7c) reuse step 7b) described in MTI canceller all clutter targets are eliminated, only comprised expectation target U _kleft channel data Y ₁only comprise expectation target U _kright channel data Y ₂;

(8) expectation target U will only be comprised _kleft channel data Y ₁whole N/2 capablely carry out coherent accumulation, obtain the data Z after the accumulation of left passage ₁, will only comprise expectation target U _kright channel data Y ₂whole N/2 capablely carry out coherent accumulation, obtain the data Z after the accumulation of right passage ₂, wherein Z ₁and Z ₂be 1 × (L-M) rank matrix;

(9) to the data Z after left passage accumulation ₁with the data Z after right passage accumulation ₂utilize He er bu tong single pulse method to carry out angle measurement, obtain expectation target U _kthe target off-axis angle θ of l pulse _kl, l=1,2 ... L-M;

(10) by expectation target U _kthe target off-axis angle θ of l pulse _klwith the reference angle of l pulse l is added, and obtains the take measurement of an angle ψ of l pulse to target _kl;

(11) to the L-M obtained by step (10) the ψ that takes measurement of an angle _klbe averaged, obtain expectation target U _kprecise angle Φ _k, ${\mathrm{\Φ}}_k=\frac{1}{L-M}\underset{l=1}{\overset{L-M}{\mathrm{\Σ}}}{\mathrm{\ψ}}_{\mathrm{kl}}.$

The present invention compared with prior art has following advantage:

The present invention utilizes moving target indication MTI technology, for an expectation target, other target is all considered as the clutter target of moving, and by MTI canceller, clutter target is eliminated successively, only comprised the echo data of expectation target, thus eliminated influencing each other between target, multi-target detection is reduced to the measurement of angle to single goal, improve multiobject angular accuracy, relative to traditional single pulse method, the present invention has better robustness.

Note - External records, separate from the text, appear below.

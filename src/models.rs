/********************************************************************************
 * Copyright (c) 2024 Contributors to the Eclipse Foundation
 *
 * See the NOTICE file(s) distributed with this work for additional
 * information regarding copyright ownership.
 *
 * This program and the accompanying materials are made available under the
 * terms of the Apache License Version 2.0 which is available at
 * https://www.apache.org/licenses/LICENSE-2.0
 *
 * SPDX-License-Identifier: Apache-2.0
 ********************************************************************************/

//! Entities exchanged with the services of the mesh.
//!
//! The structs mirror the JSON documents the services send. All fields are optional
//! on the wire: missing fields, `null` lists and empty strings in place of
//! identifiers or timestamps decode to the field's default value.

use serde::{Deserialize, Deserializer};
use uuid::Uuid;

// Enums of string tokens where an empty string means "not set".
macro_rules! wire_enum {
    (
        $(#[$meta:meta])*
        pub enum $name:ident {
            $($(#[$variant_meta:meta])* $variant:ident => $value:literal),* $(,)?
        }
    ) => {
        $(#[$meta])*
        #[derive(
            Clone, Copy, Debug, Default, PartialEq, Eq, Hash, serde::Serialize, serde::Deserialize,
        )]
        pub enum $name {
            #[default]
            #[serde(rename = "")]
            None,
            $(
                $(#[$variant_meta])*
                #[serde(rename = $value)]
                $variant,
            )*
        }

        impl $name {
            pub fn as_str(&self) -> &'static str {
                match self {
                    $name::None => "",
                    $($name::$variant => $value,)*
                }
            }
        }

        impl std::fmt::Display for $name {
            fn fmt(&self, f: &mut std::fmt::Formatter<'_>) -> std::fmt::Result {
                f.write_str(self.as_str())
            }
        }
    };
}

mod activeflow;
mod address;
mod agent;
mod aicall;
mod call;
mod campaign;
mod channel;
mod conference;
mod customer;
mod extension;
mod flow;
mod number;
mod queue;
mod queuecall;
mod talk;
pub(crate) mod timestamp;

pub use activeflow::{Activeflow, ActiveflowStatus};
pub use address::{Address, AddressType};
pub use agent::{Agent, AgentStatus, Permission, RingMethod};
pub use aicall::{AIcall, ToolFunction};
pub use call::{Call, CallStatus, Groupcall, MediaDirection, MuteDirection};
pub use campaign::{Campaign, CampaignEndHandle, CampaignExecute, CampaignStatus, CampaignType};
pub use channel::{AriChannel, CallerId, DialplanCep};
pub use conference::{Conference, ConferenceType};
pub use customer::Customer;
pub use extension::Extension;
pub use flow::{Action, Flow};
pub use number::Number;
pub use queue::{Queue, QueueExecute, RoutingMethod};
pub use queuecall::Queuecall;
pub use talk::Message;

/// Decodes `null` like a missing field.
pub(crate) fn null_as_default<'de, D, T>(deserializer: D) -> Result<T, D::Error>
where
    D: Deserializer<'de>,
    T: Default + Deserialize<'de>,
{
    Ok(Option::<T>::deserialize(deserializer)?.unwrap_or_default())
}

/// Decodes an identifier, mapping `null` and the empty string to the nil UUID.
pub(crate) fn lenient_uuid<'de, D>(deserializer: D) -> Result<Uuid, D::Error>
where
    D: Deserializer<'de>,
{
    match Option::<String>::deserialize(deserializer)? {
        Some(value) if !value.is_empty() => {
            Uuid::parse_str(&value).map_err(serde::de::Error::custom)
        }
        _ => Ok(Uuid::nil()),
    }
}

Accompanying drawing explanation

Fig. 1 is realization flow figure of the present invention;

Fig. 2 is the sub-process figure setting up mirror angular curve table in the present invention;

Fig. 3 is the He er bu tong curve map of left and right passage in the present invention;

Fig. 4 is the mirror angular curve of 0 ° of ripple position;

Fig. 5 is the root-mean-square error correlation curve adopting the inventive method and traditional width phase single pulse method when there is multiple target, a target to be carried out to angle measurement.

Embodiment

With reference to Fig. 1, specific embodiment of the invention step is as follows:

Step 1, is equivalent to the array antenna be made up of array element by the antenna of mechanic scan radar.

1a) equivalence of the antenna of mechanic scan radar is become the uniform line-array that is made up of N number of array element, the array element distance d namely between any two adjacent array elements is all equal, and the half of the wavelength X transmitted for metre wave radar, d=λ/2;

1b) antenna array is divided into left and right two submatrixs, each submatrix array element number is N/2, and N be more than or equal to 4 even number;

1c) respectively connect a receiver under two submatrixs in left and right, form left and right two paths.

Step 2, arranges mirror angular curve table.

With reference to Fig. 2, being implemented as follows of this step:

2a) measurable angle range-90 ° ~ 90 ° are divided into a ripple position at interval of 10 °;

2b) for any one ripple position, wave beam B is synthesized on half gust, the left side being obtained this ripple position by N/2 the array element on half gust, a left side _l, wave beam B is synthesized on half gust, the right side being obtained this ripple position by N/2 the array element on half gust, the right side _r;

2c) synthesize wave beam B by half gust, a left side for any one ripple position _lwith half gust, right side synthesis wave beam B _r, obtain half gust, left and right and the wave beam B of this ripple position respectively _Σwith half gust, left and right difference beam B _Δ: B _Σ=B _l+ B _r, B _Δ=B _l-B _r;

2d) according to half gust, left and right difference beam B _Δwith half gust, left and right and wave beam B _Σ, calculate difference and the ratio of this ripple position: wherein imaginary-part operation is got in imag () expression;

2e) with the angular range of this ripple position for horizontal ordinate, with difference with than for ordinate, the difference corresponding by this ripple position measurable angle range and than the mirror angular curve drawing this ripple position;

2f) repeat step 2a) to 2e), obtain the mirror angular curve of all ripple positions, as Fig. 4, preserve the data of all mirror angular curves, obtain mirror angular curve table.

Step 3, there is the target of M motion in the beam angle being located at mechanic scan radar, is U by this M target number consecutively ₁..., U _k..., U _m, obtain the Doppler frequency of each target wherein f ₀represent the centre frequency of radar emission signal, c represents the light velocity, and Vk represents the radial velocity of each target relative to radar, k=1, and 2 ..., M.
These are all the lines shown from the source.